**Exercise instructions:**
Lines below that include "pending" are the answer; copy each one.
*** Opening of The input ***
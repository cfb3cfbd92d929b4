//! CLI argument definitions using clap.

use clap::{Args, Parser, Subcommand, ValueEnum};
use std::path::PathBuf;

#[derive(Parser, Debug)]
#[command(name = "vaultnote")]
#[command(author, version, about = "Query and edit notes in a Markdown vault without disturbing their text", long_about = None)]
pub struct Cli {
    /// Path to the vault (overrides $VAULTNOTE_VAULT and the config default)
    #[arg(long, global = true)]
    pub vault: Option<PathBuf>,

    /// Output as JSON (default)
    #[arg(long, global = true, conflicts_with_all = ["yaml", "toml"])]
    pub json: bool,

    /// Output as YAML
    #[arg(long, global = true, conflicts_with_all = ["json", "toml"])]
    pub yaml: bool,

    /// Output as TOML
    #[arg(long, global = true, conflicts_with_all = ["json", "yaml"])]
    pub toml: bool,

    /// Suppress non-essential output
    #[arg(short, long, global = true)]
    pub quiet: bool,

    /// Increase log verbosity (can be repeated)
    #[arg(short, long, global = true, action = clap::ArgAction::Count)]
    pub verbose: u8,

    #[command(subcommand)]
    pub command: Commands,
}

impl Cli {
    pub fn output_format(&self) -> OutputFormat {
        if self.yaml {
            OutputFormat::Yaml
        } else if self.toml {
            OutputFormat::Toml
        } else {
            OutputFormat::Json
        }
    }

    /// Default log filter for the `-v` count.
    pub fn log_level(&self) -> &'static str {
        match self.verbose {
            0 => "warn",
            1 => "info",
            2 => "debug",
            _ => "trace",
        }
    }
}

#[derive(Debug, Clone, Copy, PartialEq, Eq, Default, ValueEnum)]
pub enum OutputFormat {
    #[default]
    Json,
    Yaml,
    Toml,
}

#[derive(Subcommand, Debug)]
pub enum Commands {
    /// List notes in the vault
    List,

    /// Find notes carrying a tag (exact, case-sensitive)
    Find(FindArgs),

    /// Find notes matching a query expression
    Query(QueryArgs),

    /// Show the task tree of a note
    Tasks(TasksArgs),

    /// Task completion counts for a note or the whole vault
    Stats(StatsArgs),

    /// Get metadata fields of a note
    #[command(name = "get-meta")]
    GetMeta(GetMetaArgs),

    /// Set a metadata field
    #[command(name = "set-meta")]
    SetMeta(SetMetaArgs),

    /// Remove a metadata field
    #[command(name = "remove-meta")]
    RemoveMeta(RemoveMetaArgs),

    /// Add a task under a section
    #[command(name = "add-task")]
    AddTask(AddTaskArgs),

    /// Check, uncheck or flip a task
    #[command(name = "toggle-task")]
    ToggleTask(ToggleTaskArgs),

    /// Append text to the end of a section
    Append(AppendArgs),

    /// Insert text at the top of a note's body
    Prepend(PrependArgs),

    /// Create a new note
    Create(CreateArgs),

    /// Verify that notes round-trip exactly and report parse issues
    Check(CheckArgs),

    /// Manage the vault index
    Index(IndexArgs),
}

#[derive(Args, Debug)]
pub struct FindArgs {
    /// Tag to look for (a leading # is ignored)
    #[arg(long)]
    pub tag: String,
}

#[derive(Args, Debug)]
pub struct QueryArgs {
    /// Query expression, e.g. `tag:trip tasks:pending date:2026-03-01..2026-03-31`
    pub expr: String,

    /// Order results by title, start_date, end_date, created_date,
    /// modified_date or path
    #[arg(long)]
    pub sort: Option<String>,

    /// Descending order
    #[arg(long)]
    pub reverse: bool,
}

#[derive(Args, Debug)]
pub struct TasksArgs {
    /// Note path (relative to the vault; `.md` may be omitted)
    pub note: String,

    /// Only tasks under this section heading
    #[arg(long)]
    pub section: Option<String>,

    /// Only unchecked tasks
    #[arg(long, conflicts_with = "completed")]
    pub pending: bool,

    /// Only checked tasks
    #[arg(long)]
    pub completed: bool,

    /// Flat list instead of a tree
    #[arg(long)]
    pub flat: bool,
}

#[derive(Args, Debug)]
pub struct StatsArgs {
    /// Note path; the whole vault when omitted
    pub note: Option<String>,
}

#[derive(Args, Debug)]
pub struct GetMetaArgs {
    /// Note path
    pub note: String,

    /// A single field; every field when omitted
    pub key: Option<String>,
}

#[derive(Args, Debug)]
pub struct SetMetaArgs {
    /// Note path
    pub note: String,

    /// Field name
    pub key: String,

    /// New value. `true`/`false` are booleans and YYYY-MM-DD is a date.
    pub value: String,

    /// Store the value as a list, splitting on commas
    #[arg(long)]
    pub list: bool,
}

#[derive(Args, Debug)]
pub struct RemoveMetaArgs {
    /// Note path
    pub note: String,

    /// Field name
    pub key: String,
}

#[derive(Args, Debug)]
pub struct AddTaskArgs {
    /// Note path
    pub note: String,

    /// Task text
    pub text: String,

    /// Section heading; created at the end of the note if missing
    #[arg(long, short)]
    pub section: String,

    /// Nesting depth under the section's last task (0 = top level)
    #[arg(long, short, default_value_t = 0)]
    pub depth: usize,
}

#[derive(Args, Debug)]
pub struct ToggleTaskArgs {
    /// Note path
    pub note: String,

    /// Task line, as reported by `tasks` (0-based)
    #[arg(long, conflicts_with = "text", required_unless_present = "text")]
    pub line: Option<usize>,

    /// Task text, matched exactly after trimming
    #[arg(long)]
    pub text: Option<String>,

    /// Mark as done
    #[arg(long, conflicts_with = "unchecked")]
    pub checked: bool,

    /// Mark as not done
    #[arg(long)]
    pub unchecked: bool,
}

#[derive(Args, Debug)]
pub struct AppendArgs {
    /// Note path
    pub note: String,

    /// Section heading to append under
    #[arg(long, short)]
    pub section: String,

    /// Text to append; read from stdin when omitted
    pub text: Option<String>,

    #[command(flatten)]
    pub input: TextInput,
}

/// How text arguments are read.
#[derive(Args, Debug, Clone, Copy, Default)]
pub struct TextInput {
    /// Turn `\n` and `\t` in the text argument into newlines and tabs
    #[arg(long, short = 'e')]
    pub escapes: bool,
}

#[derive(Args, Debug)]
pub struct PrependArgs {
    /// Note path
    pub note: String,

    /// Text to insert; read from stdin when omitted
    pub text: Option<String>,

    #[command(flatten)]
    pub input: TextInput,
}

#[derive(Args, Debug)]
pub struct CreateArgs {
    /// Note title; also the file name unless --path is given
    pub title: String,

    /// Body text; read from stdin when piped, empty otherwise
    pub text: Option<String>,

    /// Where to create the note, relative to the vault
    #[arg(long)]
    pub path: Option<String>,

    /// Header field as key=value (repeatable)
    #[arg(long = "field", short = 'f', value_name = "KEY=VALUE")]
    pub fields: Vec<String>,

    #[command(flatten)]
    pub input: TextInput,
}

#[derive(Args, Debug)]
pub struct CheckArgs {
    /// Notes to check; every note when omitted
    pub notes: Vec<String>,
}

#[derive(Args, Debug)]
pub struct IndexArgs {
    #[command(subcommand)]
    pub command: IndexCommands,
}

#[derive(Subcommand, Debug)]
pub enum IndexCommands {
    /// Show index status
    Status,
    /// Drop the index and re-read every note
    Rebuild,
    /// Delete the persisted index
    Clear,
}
*** Close of The input ***
*** Opening of The input ***
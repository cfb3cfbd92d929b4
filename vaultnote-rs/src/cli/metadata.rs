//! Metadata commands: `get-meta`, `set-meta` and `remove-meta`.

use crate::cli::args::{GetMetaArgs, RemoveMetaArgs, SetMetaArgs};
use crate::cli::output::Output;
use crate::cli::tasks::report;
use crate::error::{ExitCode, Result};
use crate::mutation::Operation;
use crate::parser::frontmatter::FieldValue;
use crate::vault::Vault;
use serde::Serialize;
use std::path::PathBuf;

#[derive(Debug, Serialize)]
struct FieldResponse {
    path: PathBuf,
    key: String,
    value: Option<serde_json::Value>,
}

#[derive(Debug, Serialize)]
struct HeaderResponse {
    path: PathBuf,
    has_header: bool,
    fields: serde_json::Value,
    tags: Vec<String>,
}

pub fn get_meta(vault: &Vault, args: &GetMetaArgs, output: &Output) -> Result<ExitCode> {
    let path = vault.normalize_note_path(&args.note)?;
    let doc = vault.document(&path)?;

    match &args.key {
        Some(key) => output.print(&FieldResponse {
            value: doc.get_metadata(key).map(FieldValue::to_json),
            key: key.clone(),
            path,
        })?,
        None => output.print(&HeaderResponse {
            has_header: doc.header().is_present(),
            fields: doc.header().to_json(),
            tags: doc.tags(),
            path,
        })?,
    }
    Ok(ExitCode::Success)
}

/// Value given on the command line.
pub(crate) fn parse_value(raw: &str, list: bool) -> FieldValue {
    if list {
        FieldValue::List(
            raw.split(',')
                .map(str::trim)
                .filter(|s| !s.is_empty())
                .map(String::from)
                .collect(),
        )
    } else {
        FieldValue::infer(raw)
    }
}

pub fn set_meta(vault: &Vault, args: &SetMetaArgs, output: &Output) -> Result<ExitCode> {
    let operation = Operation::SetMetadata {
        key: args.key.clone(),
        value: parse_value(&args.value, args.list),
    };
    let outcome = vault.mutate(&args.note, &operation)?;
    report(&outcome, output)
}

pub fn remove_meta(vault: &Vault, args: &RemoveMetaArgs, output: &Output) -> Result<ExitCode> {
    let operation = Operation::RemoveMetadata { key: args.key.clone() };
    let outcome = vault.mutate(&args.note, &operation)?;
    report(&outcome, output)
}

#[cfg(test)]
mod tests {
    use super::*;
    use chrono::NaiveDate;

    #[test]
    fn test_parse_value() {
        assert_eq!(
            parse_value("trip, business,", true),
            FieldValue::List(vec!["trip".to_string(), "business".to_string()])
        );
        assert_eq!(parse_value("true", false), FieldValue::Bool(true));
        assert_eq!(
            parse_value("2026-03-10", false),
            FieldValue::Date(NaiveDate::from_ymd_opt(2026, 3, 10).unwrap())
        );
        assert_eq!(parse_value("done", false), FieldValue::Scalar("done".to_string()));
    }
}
*** Close of The input ***
*** Opening of The input ***
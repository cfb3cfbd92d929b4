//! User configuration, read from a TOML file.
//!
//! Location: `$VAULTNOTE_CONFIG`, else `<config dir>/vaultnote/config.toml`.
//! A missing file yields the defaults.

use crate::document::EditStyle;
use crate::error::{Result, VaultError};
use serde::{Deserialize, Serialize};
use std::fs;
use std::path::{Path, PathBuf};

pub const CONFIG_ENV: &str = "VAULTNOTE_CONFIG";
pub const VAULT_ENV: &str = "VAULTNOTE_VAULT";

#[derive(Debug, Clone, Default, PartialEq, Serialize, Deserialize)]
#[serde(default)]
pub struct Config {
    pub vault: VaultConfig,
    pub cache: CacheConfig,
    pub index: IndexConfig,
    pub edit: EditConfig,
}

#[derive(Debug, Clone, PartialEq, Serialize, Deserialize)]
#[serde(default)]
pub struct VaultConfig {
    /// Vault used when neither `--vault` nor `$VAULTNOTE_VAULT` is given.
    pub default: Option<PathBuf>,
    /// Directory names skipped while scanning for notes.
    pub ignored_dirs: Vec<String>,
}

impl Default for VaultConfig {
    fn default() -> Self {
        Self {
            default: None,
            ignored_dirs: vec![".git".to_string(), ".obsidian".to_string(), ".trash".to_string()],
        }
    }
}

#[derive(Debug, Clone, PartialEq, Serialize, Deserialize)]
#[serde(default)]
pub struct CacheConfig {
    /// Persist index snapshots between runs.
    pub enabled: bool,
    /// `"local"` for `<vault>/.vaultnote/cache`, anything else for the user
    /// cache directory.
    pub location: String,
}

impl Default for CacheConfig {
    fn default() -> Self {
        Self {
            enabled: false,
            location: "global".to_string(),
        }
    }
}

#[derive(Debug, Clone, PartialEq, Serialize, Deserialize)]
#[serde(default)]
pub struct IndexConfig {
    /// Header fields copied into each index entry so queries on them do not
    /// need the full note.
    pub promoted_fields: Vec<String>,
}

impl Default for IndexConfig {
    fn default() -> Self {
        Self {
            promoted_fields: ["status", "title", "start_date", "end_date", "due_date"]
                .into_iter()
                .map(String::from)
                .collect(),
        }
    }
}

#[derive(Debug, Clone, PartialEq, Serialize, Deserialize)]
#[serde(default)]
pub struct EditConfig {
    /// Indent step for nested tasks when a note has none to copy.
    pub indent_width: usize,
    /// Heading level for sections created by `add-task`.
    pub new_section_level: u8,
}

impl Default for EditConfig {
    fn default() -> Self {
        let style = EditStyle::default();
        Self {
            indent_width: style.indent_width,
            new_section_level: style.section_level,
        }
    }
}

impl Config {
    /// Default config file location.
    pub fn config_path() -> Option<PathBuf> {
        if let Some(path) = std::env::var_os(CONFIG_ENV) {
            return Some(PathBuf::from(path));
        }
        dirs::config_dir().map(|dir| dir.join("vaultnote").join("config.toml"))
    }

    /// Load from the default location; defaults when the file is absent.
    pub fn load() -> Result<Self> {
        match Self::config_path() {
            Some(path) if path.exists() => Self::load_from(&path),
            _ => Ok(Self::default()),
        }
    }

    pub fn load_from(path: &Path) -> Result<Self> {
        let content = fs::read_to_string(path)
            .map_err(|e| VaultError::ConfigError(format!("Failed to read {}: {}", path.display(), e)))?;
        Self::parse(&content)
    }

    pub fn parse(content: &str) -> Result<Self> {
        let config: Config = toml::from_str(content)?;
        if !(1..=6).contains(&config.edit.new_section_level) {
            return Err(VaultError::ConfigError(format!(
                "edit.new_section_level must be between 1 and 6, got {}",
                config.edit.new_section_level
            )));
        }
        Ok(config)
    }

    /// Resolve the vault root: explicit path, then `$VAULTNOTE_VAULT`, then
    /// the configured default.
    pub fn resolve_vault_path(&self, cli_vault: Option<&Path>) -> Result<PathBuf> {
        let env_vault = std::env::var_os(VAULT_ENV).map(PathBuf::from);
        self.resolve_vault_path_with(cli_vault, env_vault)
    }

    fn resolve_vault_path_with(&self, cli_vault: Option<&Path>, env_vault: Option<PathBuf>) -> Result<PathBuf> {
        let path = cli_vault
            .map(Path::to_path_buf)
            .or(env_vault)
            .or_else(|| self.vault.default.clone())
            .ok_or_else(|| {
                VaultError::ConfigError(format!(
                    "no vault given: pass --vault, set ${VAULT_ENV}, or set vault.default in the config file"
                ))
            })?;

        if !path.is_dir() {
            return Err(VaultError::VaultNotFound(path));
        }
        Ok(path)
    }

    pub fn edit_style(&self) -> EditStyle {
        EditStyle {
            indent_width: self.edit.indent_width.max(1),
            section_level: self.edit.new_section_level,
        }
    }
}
*** Close of The input ***
**Completed exercise:**
    /// Query expression, e.g. `tag:trip tasks:pending date:2026-03-01..2026-03-31`
    pub pending: bool,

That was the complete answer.